Beide Karten sind in der Lage, mehrere PC-Grafikkarten zu emulieren. AT Speed gaukelt den DOS-Programmen auf Wunsch eine CGA-, eine Hercules-, eine Olivetti- oder eine Tandy-Karte vor. Besonders die letzten beiden Grafikauflösungen bieten sich an, da sie mit der hohen bzw. niedrigen Auflösung des STs identisch sind. Bei der Hercules-Emulation greift AT Speed - soweit vorhanden - auf Hyperscreen' zurück und stellt damit die volle Auflösung von 720 x 348 dar.

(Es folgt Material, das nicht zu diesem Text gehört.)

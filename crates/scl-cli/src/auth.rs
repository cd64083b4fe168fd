use std::fs;
use std::io;
use std::path::Path;

use anyhow::Context;
use scl_gate::FieldSource;
use tracing::{info, warn};

/// Who is logged in.
#[derive(Clone, Debug, PartialEq, Eq)]
pub struct Identity {
    pub name: String,
}

/// Username/password pairs read from a `user,password` file.
#[derive(Clone, Debug, Default)]
pub struct CredentialStore {
    entries: Vec<(String, String)>,
}

impl CredentialStore {
    pub fn load(path: &Path) -> anyhow::Result<Self> {
        let text = fs::read_to_string(path)
            .with_context(|| format!("opening credentials file {}", path.display()))?;
        Ok(Self::parse(&text))
    }

    /// One pair per line, split at the first comma. Whitespace is removed
    /// from both halves; lines without a comma are skipped.
    pub fn parse(text: &str) -> Self {
        let entries = text
            .lines()
            .filter_map(|line| line.split_once(','))
            .map(|(user, pass)| (strip_whitespace(user), strip_whitespace(pass)))
            .collect();
        Self { entries }
    }

    pub fn verify(&self, username: &str, password: &str) -> bool {
        self.entries
            .iter()
            .any(|(user, pass)| user == username && pass == password)
    }
}

fn strip_whitespace(s: &str) -> String {
    s.chars().filter(|c| !c.is_whitespace()).collect()
}

/// Ask for credentials up to `max_attempts` times.
///
/// Returns `None` when every attempt failed or the input closed. A missing
/// credentials file fails each attempt with the reason shown to the user.
pub fn login<S: FieldSource>(
    source: &mut S,
    credentials: &Path,
    max_attempts: u32,
) -> io::Result<Option<Identity>> {
    for attempt in 1..=max_attempts {
        let Some(username) = source.ask("Enter Username")? else {
            return Ok(None);
        };
        let Some(password) = source.ask("Enter Password")? else {
            return Ok(None);
        };
        let (username, password) = (strip_whitespace(&username), strip_whitespace(&password));

        match CredentialStore::load(credentials) {
            Ok(store) if store.verify(&username, &password) => {
                info!(user = %username, "login succeeded");
                return Ok(Some(Identity { name: username }));
            }
            Ok(_) => {
                warn!(user = %username, attempt, "login failed");
                source.reject("Invalid username or password. Please try again.")?;
            }
            Err(e) => {
                warn!(error = %e, attempt, "credentials unavailable");
                source.reject(&format!("Error: {e:#}"))?;
            }
        }
    }
    Ok(None)
}
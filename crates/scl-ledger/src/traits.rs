use scl_types::{Field, Stage};

use crate::error::LedgerError;
use crate::records::{Record, Records};
use crate::stages::StageTracker;

/// Write boundary for ledger mutations.
///
/// The ledger has a single writer, so mutation takes `&mut self`.
pub trait LedgerWriter {
    /// Append a block for `stage`, chained to the current head.
    ///
    /// `fields` are stored after a synthetic leading `Block` field naming the
    /// stage. Fails without touching the chain when every stage is already
    /// committed or when `stage` is.
    fn append(&mut self, stage: Stage, fields: Vec<Field>) -> Result<Record, LedgerError>;

    /// Hide a block's fields from display while keeping its envelope visible.
    fn soft_delete(&mut self, sequence: u64) -> Result<(), LedgerError>;

    /// Hide a block from display entirely.
    fn hard_delete(&mut self, sequence: u64) -> Result<(), LedgerError>;
}

/// Read boundary for lookup and traversal.
///
/// Nothing here consults visibility; see [`crate::ProjectionBuilder`] for the
/// display rules.
pub trait LedgerReader {
    /// Most recently appended block (genesis on a fresh ledger).
    fn head(&self) -> &Record;

    /// Head-first walk over every block.
    fn records(&self) -> Records<'_>;

    /// Block with the given sequence number, whatever its visibility.
    fn find_by_sequence(&self, sequence: u64) -> Option<&Record> {
        self.records().find(|r| r.sequence() == sequence)
    }

    /// Number of blocks, genesis included.
    fn record_count(&self) -> u64;

    fn stages(&self) -> &StageTracker;
}
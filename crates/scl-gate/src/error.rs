use std::io;
use std::path::PathBuf;

/// Errors that can occur while collecting stage fields.
#[derive(Debug, thiserror::Error)]
pub enum GateError {
    /// A value failed its field rule.
    #[error("invalid {field}: {reason}")]
    Invalid { field: String, reason: String },

    /// The input ran out before the form was complete.
    #[error("input closed while collecting {field}")]
    InputClosed { field: String },

    /// The form needs known locations but none could be loaded.
    #[error("unable to open valid locations file {path}: {source}")]
    Locations { path: PathBuf, source: io::Error },

    /// The form needs known locations but the registry is empty.
    #[error("no valid locations are configured")]
    NoLocations,

    #[error("io error: {0}")]
    Io(#[from] io::Error),
}

impl GateError {
    /// Create a validation error with a field name and reason.
    pub fn invalid(field: impl Into<String>, reason: impl Into<String>) -> Self {
        Self::Invalid {
            field: field.into(),
            reason: reason.into(),
        }
    }
}
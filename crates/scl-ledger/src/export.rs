use std::fs::{self, File};
use std::io::{BufWriter, Write};
use std::path::Path;

use scl_types::{BlockHash, Field, Stage, Timestamp};
use tracing::{info, warn};

use crate::error::ExportError;
use crate::projection::{ProjectionBuilder, RecordView};
use crate::records::BLOCK_FIELD;
use crate::traits::LedgerReader;

const LINE_PREFIX: &str = "Block ";
const INFORMATION: &str = " information:";
const SEPARATOR: &str = " | ";
const NAME_VALUE: &str = ": ";

/// A block read back from an export file.
///
/// `fields` is `None` for blocks whose content was hidden when exported.
#[derive(Clone, Debug, PartialEq, Eq)]
pub struct ExportedRecord {
    pub sequence: u64,
    pub hash: BlockHash,
    pub prev_hash: BlockHash,
    pub created_at: Timestamp,
    pub fields: Option<Vec<Field>>,
}

impl ExportedRecord {
    /// Stage named by the leading `Block` field, when present.
    pub fn stage(&self) -> Option<Stage> {
        self.fields
            .as_ref()?
            .iter()
            .find(|f| f.name == BLOCK_FIELD)
            .and_then(|f| Stage::from_display_name(&f.value))
    }
}

/// Render the display projection, one line per block, head-first.
///
/// Fails without output if any visible field would not parse back.
pub fn render_export<R: LedgerReader>(reader: &R) -> Result<String, ExportError> {
    let views = representable_views(reader)?;
    let mut out = String::new();
    for view in views {
        out.push_str(&view.to_string());
        out.push('\n');
    }
    Ok(out)
}

/// Write the display projection to `path`, replacing any existing file.
/// Returns the number of lines written.
///
/// Every block is checked before the file is touched, so a refused export
/// leaves an earlier file in place.
pub fn export_to_path<R: LedgerReader>(reader: &R, path: &Path) -> Result<usize, ExportError> {
    let views = representable_views(reader)?;
    let mut writer = BufWriter::new(File::create(path)?);
    for view in &views {
        writeln!(writer, "{view}")?;
    }
    writer.flush()?;

    info!(path = %path.display(), blocks = views.len(), "exported ledger");
    Ok(views.len())
}

fn representable_views<R: LedgerReader>(reader: &R) -> Result<Vec<RecordView<'_>>, ExportError> {
    let views: Vec<_> = ProjectionBuilder::display(reader).collect();
    for view in &views {
        for field in view.fields.unwrap_or_default() {
            if let Some(reason) = unrepresentable(field) {
                warn!(sequence = view.sequence, field = %field.name, reason, "export refused");
                return Err(ExportError::Unrepresentable {
                    sequence: view.sequence,
                    field: field.name.clone(),
                    reason,
                });
            }
        }
    }
    Ok(views)
}

/// Why `field` cannot survive a write and parse, if it cannot.
fn unrepresentable(field: &Field) -> Option<&'static str> {
    let breaks_line = |s: &str| s.contains(['\n', '\r']);
    if breaks_line(&field.name) || breaks_line(&field.value) {
        Some("contains a line break")
    } else if field.name.contains('|') || field.value.contains('|') {
        Some("contains '|'")
    } else if field.name.contains(NAME_VALUE) {
        Some("has ': ' in its name")
    } else {
        None
    }
}

/// Read and parse an export file.
pub fn read_export(path: &Path) -> Result<Vec<ExportedRecord>, ExportError> {
    let text = fs::read_to_string(path)?;
    parse_export(&text)
}

/// Parse export text. Blank lines are skipped; line numbers in errors are
/// one-based.
pub fn parse_export(text: &str) -> Result<Vec<ExportedRecord>, ExportError> {
    text.lines()
        .enumerate()
        .filter(|(_, line)| !line.trim().is_empty())
        .map(|(i, line)| parse_line(line, i + 1))
        .collect()
}

fn parse_line(line: &str, line_no: usize) -> Result<ExportedRecord, ExportError> {
    let body = line
        .strip_prefix(LINE_PREFIX)
        .ok_or_else(|| ExportError::malformed(line_no, "missing 'Block' prefix"))?;

    let (envelope, information) = match body.split_once(INFORMATION) {
        Some((envelope, information)) => (envelope, Some(information)),
        None => (body, None),
    };

    let parts: Vec<&str> = envelope.splitn(4, SEPARATOR).collect();
    let [sequence, hash, prev_hash, created_at] = parts[..] else {
        return Err(ExportError::malformed(
            line_no,
            format!("expected 4 envelope parts, found {}", parts.len()),
        ));
    };

    let sequence = sequence
        .parse::<u64>()
        .map_err(|e| ExportError::malformed(line_no, format!("bad block number {sequence:?}: {e}")))?;

    let fields = information
        .map(|info| parse_fields(info, line_no))
        .transpose()?;

    Ok(ExportedRecord {
        sequence,
        hash: BlockHash::from_raw(hash),
        prev_hash: BlockHash::from_raw(prev_hash),
        created_at: Timestamp::from_display(created_at),
        fields,
    })
}

fn parse_fields(information: &str, line_no: usize) -> Result<Vec<Field>, ExportError> {
    let information = information.strip_prefix(' ').unwrap_or(information);
    if information.is_empty() {
        return Ok(Vec::new());
    }
    information
        .split(SEPARATOR)
        .map(|pair| {
            pair.split_once(NAME_VALUE)
                .map(|(name, value)| Field::new(name, value))
                .ok_or_else(|| ExportError::malformed(line_no, format!("field without ': ' in {pair:?}")))
        })
        .collect()
}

Der ATonce bietet CGA, Hercules, Olivetti und Toshiba an. Die letzten beiden sind fast identisch. Es gibt aber DOS-Programme, die sich mit nur einer der Grafikkarten vertragen. ATonce unterstützt in der Hercules-Emulation den Autoswitch-Overscan (siehe Test 9/90). Beide Emulatoren bieten Programme an mit denen man unter MS DOS die Emulation umschalten kann.

Als sehr wichtiges Kriterium für die Wahl des einen oder anderen Emulators muß die Kompatibilität zum Original ATgelten. Während ein normaler XT scheinbar recht einfach in den Griff zu bekommen ist, hat ein AT Emulator mehrere Klippen zu umschiffen. Zunächst einmal kennt der Intel 80286 zwei verschiedene Betriebsmodi. Der erste ist der Realmodus, indem sich der Prozessor weitgehend wie sein kleiner Bruder 8086 verhält; dieser Chip oder ein Lizenzprodukt kommt in vielen XT zum Einsatz. Der Realmodus ist unter MS-DOS üblicherweise aktiv. In dieser Betriebsart bereiten beide Emulatoren von Anfang an keinerlei Probleme.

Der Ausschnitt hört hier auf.